• Requirement: Which lines in the data below contain the word "Texture"? Copy each of them.

• Task data:
//! Resource categories, both for registered replacement files and for live objects.

use serde::{Deserialize, Serialize};
use strum::{Display, EnumIter};

/// The kind of resource a registered replacement file provides. This is decided purely by the
/// file extension when the replacement is registered.
#[derive(Clone, Copy, Debug, PartialEq, Eq, Hash, Display, EnumIter)]
pub enum ReplacementKind {
    Texture,
    Audio,
    Model,
    Material,

    /// Extension we don't know how to load from disk. These can still be satisfied by
    /// bundle-sourced objects.
    Unknown,
}

impl ReplacementKind {
    /// Returns the kind for a file extension (without the dot). Matching is case-insensitive.
    pub fn from_extension(extension: impl AsRef<str>) -> ReplacementKind {
        match extension.as_ref().to_lowercase().as_str() {
            "png" | "jpg" | "jpeg" | "tga" | "bmp" => ReplacementKind::Texture,
            "wav" | "ogg" | "mp3" => ReplacementKind::Audio,
            "glb" | "gltf" | "fbx" | "obj" => ReplacementKind::Model,
            "mat" => ReplacementKind::Material,
            _ => ReplacementKind::Unknown,
        }
    }

    /// Returns `true` if replacements of this kind can be read straight from disk.
    pub fn is_disk_loadable(self) -> bool {
        matches!(self, ReplacementKind::Texture | ReplacementKind::Audio)
    }
}

/// The category of a live object resident in the host.
#[derive(
    Clone,
    Copy,
    Debug,
    PartialEq,
    Eq,
    Hash,
    PartialOrd,
    Ord,
    Display,
    EnumIter,
    Serialize,
    Deserialize,
)]
#[strum(serialize_all = "snake_case")]
#[serde(rename_all = "snake_case")]
pub enum ObjectKind {
    Texture,
    AudioClip,
    Mesh,
    Material,

    /// A component that holds material slots (and, when skinned, a mesh reference).
    Renderer,

    /// A hierarchical object with named children.
    Node,
}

• Solution below:
    Texture,
            "png" | "jpg" | "jpeg" | "tga" | "bmp" => ReplacementKind::Texture,
        matches!(self, ReplacementKind::Texture | ReplacementKind::Audio)
    Texture,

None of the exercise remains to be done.